1. Stop Comparing Aaron Rodgers to Brett Favre

I’m sure it’s hard to follow a legend (and like him or hate him, Brett Favre IS a legend), but the butt kissing that reporters have been doing the entire year with Aaron Rodgers is just ridiculous. I watched every single game and was extremely dismayed every time I’d see Aaron Rodgers scramble while a sports caster would say something like, “Aaron Rogers has to compete against Brett Favre every pass” or “Aaron Rodgers is actually a better quarterback than Brett Favre” or “Aaron Rodgers is just an amazing young man and has a great deal of pressure on him.”

Here’s the thing. Brett Favre is gone and he got slightly screwed by the Packers on his way out. But when he was gone, he was GONE. In other words, we don’t need to hear about him every single play. During one game Coach McCarthy actually gave stats on Rodgers’ hand size in comparison to Favre’s! In one of the final games of the year, I counted Favre’s named mentioned 16 different times.
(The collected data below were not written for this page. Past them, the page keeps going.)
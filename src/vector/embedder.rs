//! `Embedder`: the adapter over `fastembed`'s `TextEmbedding`, grounded on
//! the teacher's `semantic::simple::SimpleSemanticSearch`.

use std::sync::Mutex;

use fastembed::{EmbeddingModel, InitOptions, TextEmbedding};
use thiserror::Error;

#[derive(Debug, Error)]
pub enum EmbedderError {
    #[error("failed to initialize embedding model: {0}")]
    Init(String),
    #[error("failed to generate embedding: {0}")]
    Generate(String),
}

/// Generates vector embeddings for prepared text. Implemented so the
/// IndexPipeline and SearchBackend can be tested against a stub without
/// downloading a model.
pub trait Embedder: Send + Sync {
    fn embed(&self, text: &str) -> Result<Vec<f32>, EmbedderError> {
        Ok(self.embed_batch(std::slice::from_ref(&text.to_string()))?
            .into_iter()
            .next()
            .unwrap_or_default())
    }

    fn embed_batch(&self, texts: &[String]) -> Result<Vec<Vec<f32>>, EmbedderError>;

    /// Stable model name, used to key `embedding-cache/<model-name>.db`.
    fn model_name(&self) -> &str;

    fn dimensions(&self) -> usize;
}

/// `fastembed`-backed embedder. `TextEmbedding` is `!Sync`, so access is
/// serialized behind a `Mutex`, matching the teacher's pattern.
pub struct FastEmbedEmbedder {
    model: Mutex<TextEmbedding>,
    model_name: String,
    dimensions: usize,
}

impl FastEmbedEmbedder {
    /// `AllMiniLML6V2`: the model the teacher settled on after benchmarking.
    pub fn new() -> Result<Self, EmbedderError> {
        Self::with_model(EmbeddingModel::AllMiniLML6V2, "all-MiniLM-L6-v2")
    }

    pub fn with_model(model: EmbeddingModel, name: &str) -> Result<Self, EmbedderError> {
        let mut text_model = TextEmbedding::try_new(InitOptions::new(model))
            .map_err(|e| EmbedderError::Init(e.to_string()))?;

        let probe = text_model
            .embed(vec!["probe"], None)
            .map_err(|e| EmbedderError::Generate(e.to_string()))?;
        let dimensions = probe.into_iter().next().map(|v| v.len()).unwrap_or(0);

        Ok(Self {
            model: Mutex::new(text_model),
            model_name: name.to_string(),
            dimensions,
        })
    }
}

impl Embedder for FastEmbedEmbedder {
    fn embed_batch(&self, texts: &[String]) -> Result<Vec<Vec<f32>>, EmbedderError> {
        if texts.is_empty() {
            return Ok(Vec::new());
        }
        let refs: Vec<&str> = texts.iter().map(|s| s.as_str()).collect();
        self.model
            .lock()
            .unwrap()
            .embed(refs, None)
            .map_err(|e| EmbedderError::Generate(e.to_string()))
    }

    fn model_name(&self) -> &str {
        &self.model_name
    }

    fn dimensions(&self) -> usize {
        self.dimensions
    }
}

#[cfg(test)]
pub struct StubEmbedder {
    pub dimensions: usize,
}

#[cfg(test)]
impl Embedder for StubEmbedder {
    fn embed_batch(&self, texts: &[String]) -> Result<Vec<Vec<f32>>, EmbedderError> {
        Ok(texts
            .iter()
            .map(|t| {
                let mut v = vec![0.0f32; self.dimensions];
                for (i, b) in t.bytes().enumerate() {
                    v[i % self.dimensions] += b as f32;
                }
                v
            })
            .collect())
    }

    fn model_name(&self) -> &str {
        "stub"
    }

    fn dimensions(&self) -> usize {
        self.dimensions
    }
}

#[cfg(test)]
mod tests {
    use super::*;

    #[test]
    fn stub_embedder_produces_fixed_dimensions() {
        let embedder = StubEmbedder { dimensions: 8 };
        let out = embedder.embed("hello world").unwrap();
        assert_eq!(out.len(), 8);
    }

    #[test]
    fn stub_embed_batch_is_deterministic() {
        let embedder = StubEmbedder { dimensions: 4 };
        let a = embedder.embed("same text").unwrap();
        let b = embedder.embed("same text").unwrap();
        assert_eq!(a, b);
    }
}
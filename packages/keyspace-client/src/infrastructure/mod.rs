//! Infrastructure layer - transport adapters
//!
//! - [`InMemoryClient`]: rows held in process memory

mod memory_client;

pub use memory_client::InMemoryClient;
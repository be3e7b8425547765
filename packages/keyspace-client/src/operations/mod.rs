//! Operations against a column family
//!
//! An operation turns query descriptors into a wire request, sends it
//! through the keyspace's [`RangeSliceClient`](crate::wire::RangeSliceClient)
//! and materializes the response into attached entities.

mod keyspace;
mod range_slice;

pub use keyspace::{ColumnFamily, Keyspace};
pub use range_slice::{GetSuperColumnRangeSlice, RangeSlice};
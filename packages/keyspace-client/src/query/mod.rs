//! Query shape descriptors
//!
//! - [`KeyRange`]: which rows
//! - [`SlicePredicate`]: which columns of each row
//!
//! Both are immutable values that render themselves into the wire request
//! shape with `to_wire()`.

mod key_range;
mod slice_predicate;

pub use key_range::KeyRange;
pub use slice_predicate::SlicePredicate;

/// Row/column limit applied when a query does not set one
pub const DEFAULT_COUNT: i32 = 100;
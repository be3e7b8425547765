//! Server descriptors
//!
//! A server is a `(host, port, timeout)` tuple. The connection string renders
//! each one as `host:port`, or `[host]:port` when the host itself contains a
//! colon (IPv6 literals); the timeout always follows `Connection Timeout`.

use serde::{Deserialize, Serialize};
use std::fmt;
use std::time::Duration;

/// Host used when a configuration names no server
pub const DEFAULT_HOST: &str = "127.0.0.1";

/// Port used when a server omits one or gives an unparsable one
pub const DEFAULT_PORT: u16 = 9160;

/// Connect timeout (seconds) of a bare server descriptor; 0 = no limit
pub const DEFAULT_TIMEOUT: u32 = 0;

/// A single server endpoint
#[derive(Debug, Clone, PartialEq, Eq, Hash, Serialize, Deserialize)]
pub struct Server {
    host: String,
    port: u16,
    timeout: u32,
}

impl Server {
    /// Create a server with the default timeout
    ///
    /// # Examples
    ///
    /// ```rust
    /// use keyspace_client::config::Server;
    ///
    /// let server = Server::new("db1.local", 9161);
    /// assert_eq!(server.to_string(), "db1.local:9161");
    /// ```
    ///
    /// Surrounding whitespace is trimmed from `host`.
    pub fn new(host: impl Into<String>, port: u16) -> Self {
        let host = host.into();
        let host = match host.trim() {
            trimmed if trimmed.len() == host.len() => host,
            trimmed => trimmed.to_string(),
        };
        Self {
            host,
            port,
            timeout: DEFAULT_TIMEOUT,
        }
    }

    /// Whether the host survives a trip through a connection string
    pub fn has_renderable_host(&self) -> bool {
        !self.host.is_empty() && !self.host.contains([',', ';', '=', '[', ']'])
    }

    /// Same endpoint, different connect timeout
    pub fn with_timeout(self, timeout: u32) -> Self {
        Self { timeout, ..self }
    }

    pub fn host(&self) -> &str {
        &self.host
    }

    pub fn port(&self) -> u16 {
        self.port
    }

    /// Connect timeout in seconds
    pub fn timeout(&self) -> u32 {
        self.timeout
    }

    /// Connect timeout, `None` meaning "wait indefinitely"
    pub fn connect_timeout(&self) -> Option<Duration> {
        (self.timeout > 0).then(|| Duration::from_secs(u64::from(self.timeout)))
    }

    /// Parse one `host[:port]` or `[host][:port]` descriptor.
    ///
    /// An unbracketed descriptor with more than one colon is a bare IPv6
    /// literal on the default port. Returns the server plus the rejected port
    /// text when the port was present but unusable; in that case the server
    /// carries [`DEFAULT_PORT`].
    pub(crate) fn parse_descriptor(descriptor: &str) -> (Self, Option<&str>) {
        let descriptor = descriptor.trim();

        let (host, port) = match descriptor.strip_prefix('[').and_then(|rest| rest.split_once(']')) {
            Some((host, rest)) => (host, rest.strip_prefix(':')),
            None if descriptor.matches(':').count() > 1 => (descriptor, None),
            None => match descriptor.split_once(':') {
                Some((host, port)) => (host, Some(port)),
                None => (descriptor, None),
            },
        };

        match port {
            None => (Self::new(host, DEFAULT_PORT), None),
            Some(text) => match text.trim().parse::<u16>() {
                Ok(port) => (Self::new(host, port), None),
                Err(_) => (Self::new(host, DEFAULT_PORT), Some(text)),
            },
        }
    }
}

impl Default for Server {
    fn default() -> Self {
        Self::new(DEFAULT_HOST, DEFAULT_PORT)
    }
}

impl fmt::Display for Server {
    fn fmt(&self, f: &mut fmt::Formatter<'_>) -> fmt::Result {
        if self.host.contains(':') {
            write!(f, "[{}]:{}", self.host, self.port)
        } else {
            write!(f, "{}:{}", self.host, self.port)
        }
    }
}
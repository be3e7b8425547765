//! Shared test utilities for keyspace-client
//!
//! Fixtures set up a keyspace over an [`InMemoryClient`]; builders assemble
//! wire rows.

#![allow(dead_code)]

mod builders;
mod fixtures;

pub use builders::*;
pub use fixtures::*;
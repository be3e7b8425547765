//! In-memory range-slice client
//!
//! Serves rows from process memory for tests and local use. Rows are
//! returned in insertion order. Key bounds and slice ranges compare names
//! byte-wise, which matches the ordering of the bytes, ASCII and UTF-8
//! comparators and of non-negative longs. Token ranges are rejected.

use std::collections::{HashMap, VecDeque};

use parking_lot::{Mutex, RwLock};
use tracing::debug;

use crate::error::RemoteQueryError;
use crate::wire::{
    ColumnOrSuperColumn, KeyRangeRequest, KeySlice, PredicateRequest, RangeSliceClient, RangeSliceRequest,
    SliceRangeRequest,
};

type FamilyKey = (String, String);

#[derive(Debug, Default)]
pub struct InMemoryClient {
    rows: RwLock<HashMap<FamilyKey, Vec<KeySlice>>>,
    requests: Mutex<Vec<RangeSliceRequest>>,
    failures: Mutex<VecDeque<RemoteQueryError>>,
}

impl InMemoryClient {
    pub fn new() -> Self {
        Self::default()
    }

    /// Store a row; a row with the same key is replaced in place
    pub fn insert_row(&self, keyspace: impl Into<String>, column_family: impl Into<String>, row: KeySlice) {
        let mut rows = self.rows.write();
        let family = rows.entry((keyspace.into(), column_family.into())).or_default();

        match family.iter_mut().find(|existing| existing.key == row.key) {
            Some(existing) => *existing = row,
            None => family.push(row),
        }
    }

    /// Fail the next request with `error`. Queued failures are used in order.
    pub fn fail_next(&self, error: RemoteQueryError) {
        self.failures.lock().push_back(error);
    }

    /// Every request received so far, oldest first
    pub fn requests(&self) -> Vec<RangeSliceRequest> {
        self.requests.lock().clone()
    }

    pub fn request_count(&self) -> usize {
        self.requests.lock().len()
    }
}

impl RangeSliceClient for InMemoryClient {
    fn get_range_slices(&self, request: &RangeSliceRequest) -> Result<Vec<KeySlice>, RemoteQueryError> {
        self.requests.lock().push(request.clone());

        if let Some(error) = self.failures.lock().pop_front() {
            debug!(%error, "returning scripted failure");
            return Err(error);
        }

        let (start, end) = key_bounds(&request.range)?;
        let limit = non_negative(request.range.count, "key range count")?;

        let rows = self.rows.read();
        let family_key = (request.keyspace.clone(), request.parent.column_family.clone());
        let Some(family) = rows.get(&family_key) else {
            return Ok(Vec::new());
        };

        let mut selected = Vec::new();
        for row in family.iter().filter(|row| in_bounds(&row.key, start, end)).take(limit) {
            let entries = match &request.parent.super_column {
                Some(name) => scoped_entries(row, name),
                None => row.columns.clone(),
            };
            let columns = apply_predicate(entries, &request.predicate)?;
            selected.push(KeySlice::new(row.key.clone(), columns));
        }

        debug!(
            column_family = %request.parent.column_family,
            rows = selected.len(),
            "served range slice"
        );
        Ok(selected)
    }
}

fn key_bounds(range: &KeyRangeRequest) -> Result<(&[u8], &[u8]), RemoteQueryError> {
    if range.start_token.is_some() || range.end_token.is_some() {
        return Err(RemoteQueryError::invalid_request(
            "token ranges are not supported by the in-memory client",
        ));
    }
    Ok((
        range.start_key.as_deref().unwrap_or_default(),
        range.end_key.as_deref().unwrap_or_default(),
    ))
}

fn non_negative(count: i32, what: &str) -> Result<usize, RemoteQueryError> {
    usize::try_from(count)
        .map_err(|_| RemoteQueryError::invalid_request(format!("{} must be non-negative, got {}", what, count)))
}

/// Empty bounds are open
fn in_bounds(name: &[u8], low: &[u8], high: &[u8]) -> bool {
    (low.is_empty() || name >= low) && (high.is_empty() || name <= high)
}

fn scoped_entries(row: &KeySlice, super_column: &[u8]) -> Vec<ColumnOrSuperColumn> {
    row.columns
        .iter()
        .find_map(|item| match item {
            ColumnOrSuperColumn::SuperColumn(sc) if sc.name == super_column => Some(
                sc.columns
                    .iter()
                    .cloned()
                    .map(ColumnOrSuperColumn::Column)
                    .collect(),
            ),
            _ => None,
        })
        .unwrap_or_default()
}

fn entry_name(item: &ColumnOrSuperColumn) -> &[u8] {
    match item {
        ColumnOrSuperColumn::Column(column) => &column.name,
        ColumnOrSuperColumn::SuperColumn(sc) => &sc.name,
    }
}

fn apply_predicate(
    entries: Vec<ColumnOrSuperColumn>,
    predicate: &PredicateRequest,
) -> Result<Vec<ColumnOrSuperColumn>, RemoteQueryError> {
    match predicate {
        PredicateRequest::ColumnNames(names) => Ok(entries
            .into_iter()
            .filter(|item| names.iter().any(|n| n.as_slice() == entry_name(item)))
            .collect()),
        PredicateRequest::SliceRange(range) => slice(entries, range),
    }
}

fn slice(
    entries: Vec<ColumnOrSuperColumn>,
    range: &SliceRangeRequest,
) -> Result<Vec<ColumnOrSuperColumn>, RemoteQueryError> {
    let limit = non_negative(range.count, "slice count")?;
    // reversed ranges run from start down to finish
    let (low, high) = if range.reversed {
        (&range.finish, &range.start)
    } else {
        (&range.start, &range.finish)
    };

    let mut selected: Vec<_> = entries
        .into_iter()
        .filter(|item| in_bounds(entry_name(item), low, high))
        .collect();
    if range.reversed {
        selected.reverse();
    }
    selected.truncate(limit);
    Ok(selected)
}
//! Configuration error types

use thiserror::Error;

/// Configuration error type
#[derive(Debug, Clone, PartialEq, Eq, Error)]
pub enum ConfigError {
    /// A field with a strict parse contract could not be parsed
    #[error("{field} is not valid: '{value}' is not an integer")]
    MalformedConfiguration { field: String, value: String },

    /// Unknown consistency level name or wire code
    #[error("Unknown consistency level '{0}'. Valid levels: ONE, QUORUM, LOCAL_QUORUM, EACH_QUORUM, ALL, ANY, TWO, THREE")]
    UnknownConsistencyLevel(String),
}

/// Configuration result type
pub type ConfigResult<T> = Result<T, ConfigError>;

impl ConfigError {
    pub fn malformed(field: impl Into<String>, value: impl Into<String>) -> Self {
        Self::MalformedConfiguration {
            field: field.into(),
            value: value.into(),
        }
    }

    /// Name of the offending field, when the error is tied to one
    pub fn field(&self) -> Option<&str> {
        match self {
            Self::MalformedConfiguration { field, .. } => Some(field),
            Self::UnknownConsistencyLevel(_) => None,
        }
    }
}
Aaron Rodgers is a good first-year quarterback. He may be a great quarterback one day. But with one (losing) year in, it’s too early to say. Perhaps when Rodgers has been in the league 17 years we can make comparisons. For 2009, however, I just want him to shut up and play and the announcers to call the game in front of them, rather than the ghosts they see on the field.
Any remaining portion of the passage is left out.